Theresa Catharina de Góes Campos

  HOMENS E DEUSES

Prêmio do Júri do Festival de Cannes do ano passado, Homens e Deuses, de Xavier Beauvois, reconstitui, em termos de ficção, os angustiantes momentos vividos por nove monges trapistas, que se mantiveram isolados no mosteiro Atlas, em Tibhirine, perto de Médéa, na Argélia, antes de serem sete deles assassinados em circunstâncias não totalmente esclarecidas, em março de 1996, durante a guerra civil.

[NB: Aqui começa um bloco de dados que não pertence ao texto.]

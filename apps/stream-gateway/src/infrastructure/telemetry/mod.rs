//! Tracing and OpenTelemetry Setup
//!
//! Installs the global `tracing` subscriber: an `EnvFilter` driven by
//! `RUST_LOG`, a fmt layer, and optionally an OTLP span exporter.
//!
//! # Environment Variables
//!
//! - `OTEL_ENABLED`: Set to "false" to disable span export (default: true)
//! - `OTEL_EXPORTER_OTLP_ENDPOINT`: OTLP endpoint (default: http://localhost:4317)
//! - `OTEL_SERVICE_NAME`: Service name for traces (default: capitan-stream-gateway)

use opentelemetry::trace::TracerProvider as _;
use opentelemetry_otlp::WithExportConfig;
use opentelemetry_sdk::trace::SdkTracerProvider;
use tracing_subscriber::EnvFilter;
use tracing_subscriber::layer::SubscriberExt;
use tracing_subscriber::util::SubscriberInitExt;

const DEFAULT_SERVICE_NAME: &str = "capitan-stream-gateway";

const DEFAULT_OTLP_ENDPOINT: &str = "http://localhost:4317";

/// Directives applied on top of `RUST_LOG`.
const DEFAULT_DIRECTIVES: [&str; 4] = ["stream_gateway=info", "tower_http=info", "h2=warn", "hyper=warn"];

/// Shuts down the tracer provider when dropped, flushing pending spans.
pub struct TelemetryGuard {
    tracer_provider: Option<SdkTracerProvider>,
}

impl Drop for TelemetryGuard {
    fn drop(&mut self) {
        if let Some(provider) = self.tracer_provider.take()
            && let Err(e) = provider.shutdown()
        {
            eprintln!("Failed to shutdown OpenTelemetry tracer provider: {e}");
        }
    }
}

/// Telemetry configuration.
#[derive(Debug, Clone, PartialEq, Eq)]
pub struct TelemetryConfig {
    /// Whether spans are exported over OTLP.
    pub enabled: bool,
    /// OTLP exporter endpoint.
    pub otlp_endpoint: String,
    /// Service name for traces.
    pub service_name: String,
}

impl Default for TelemetryConfig {
    fn default() -> Self {
        Self {
            enabled: true,
            otlp_endpoint: DEFAULT_OTLP_ENDPOINT.to_string(),
            service_name: DEFAULT_SERVICE_NAME.to_string(),
        }
    }
}

impl TelemetryConfig {
    /// Create configuration from environment variables.
    #[must_use]
    pub fn from_env() -> Self {
        Self::from_lookup(|key| std::env::var(key).ok())
    }

    /// Create configuration from an arbitrary key lookup.
    #[must_use]
    pub fn from_lookup<F: Fn(&str) -> Option<String>>(lookup: F) -> Self {
        let defaults = Self::default();
        Self {
            enabled: lookup("OTEL_ENABLED").is_none_or(|v| !v.eq_ignore_ascii_case("false")),
            otlp_endpoint: lookup("OTEL_EXPORTER_OTLP_ENDPOINT").unwrap_or(defaults.otlp_endpoint),
            service_name: lookup("OTEL_SERVICE_NAME").unwrap_or(defaults.service_name),
        }
    }
}

fn env_filter() -> EnvFilter {
    DEFAULT_DIRECTIVES
        .iter()
        .filter_map(|d| d.parse().ok())
        .fold(EnvFilter::from_default_env(), EnvFilter::add_directive)
}

/// Initialize telemetry from environment variables.
///
/// The returned guard must be kept alive for the life of the program.
#[must_use]
pub fn init() -> TelemetryGuard {
    init_with_config(&TelemetryConfig::from_env())
}

/// Initialize telemetry with an explicit configuration.
///
/// Falls back to local logging only if the OTLP exporter cannot be built.
#[must_use]
pub fn init_with_config(config: &TelemetryConfig) -> TelemetryGuard {
    let fmt_layer = tracing_subscriber::fmt::layer()
        .with_target(true)
        .with_thread_ids(false)
        .with_file(false)
        .with_line_number(false);

    let exporter = if config.enabled {
        opentelemetry_otlp::SpanExporter::builder()
            .with_tonic()
            .with_endpoint(&config.otlp_endpoint)
            .build()
            .map_err(|e| eprintln!("OTLP exporter unavailable, logging locally: {e}"))
            .ok()
    } else {
        None
    };

    let Some(exporter) = exporter else {
        tracing_subscriber::registry()
            .with(env_filter())
            .with(fmt_layer)
            .init();
        return TelemetryGuard {
            tracer_provider: None,
        };
    };

    let tracer_provider = SdkTracerProvider::builder()
        .with_batch_exporter(exporter)
        .with_resource(
            opentelemetry_sdk::Resource::builder()
                .with_service_name(config.service_name.clone())
                .build(),
        )
        .build();

    let tracer = tracer_provider.tracer(config.service_name.clone());
    let otel_layer = tracing_opentelemetry::layer().with_tracer(tracer);

    tracing_subscriber::registry()
        .with(env_filter())
        .with(fmt_layer)
        .with(otel_layer)
        .init();

    TelemetryGuard {
        tracer_provider: Some(tracer_provider),
    }
}

// =============================================================================
// Tests
// =============================================================================

#[cfg(test)]
mod tests {
    use super::*;

    #[test]
    fn default_config() {
        let config = TelemetryConfig::default();
        assert!(config.enabled);
        assert_eq!(config.otlp_endpoint, DEFAULT_OTLP_ENDPOINT);
        assert_eq!(config.service_name, DEFAULT_SERVICE_NAME);
    }

    #[test]
    fn disabled_by_env() {
        let config = TelemetryConfig::from_lookup(|key| {
            (key == "OTEL_ENABLED").then(|| "FALSE".to_string())
        });
        assert!(!config.enabled);
        assert_eq!(config.service_name, DEFAULT_SERVICE_NAME);
    }

    #[test]
    fn default_directives_parse() {
        for directive in DEFAULT_DIRECTIVES {
            assert!(directive.parse::<tracing_subscriber::filter::Directive>().is_ok());
        }
    }
}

O roteiro de Etienne Comar – também produtor do filme -, adaptado por Beauvois ao seu estilo de narrativa, não só procura mostrar como os monges, tidos hoje nos meios católicos africanos como mártires, se integraram à vida da comunidade local – prestando aos nativos assistência educacional, agrícola, médica e participando de suas solenidades islâmicas –, como suscita mais dúvidas sobre o final trágico a que, pelo que se presume, teriam , espontaneamente, se submetido.

A dramaturgia de Beauvois, que não se interessa por religião, mas pelo homem – os cantos gregorianos e cistercienses funcionam na película como o coro na tragédia grega -, é propositalmente ambígua numa série de situações que expõe. Deixa, por exemplo, a impressão de que, diante do caos, os monges teriam agido na cegueira, isto é, negando a existência ante o fascínio da morte. Porque, sabendo eles que os mercadores croatas estavam sendo degolados pelo Grupo Islâmico Armado – GIA -, na vila bem próxima ao mosteiro, apesar de instados pelo governo, recusaram a ajuda do exército para retornar à França.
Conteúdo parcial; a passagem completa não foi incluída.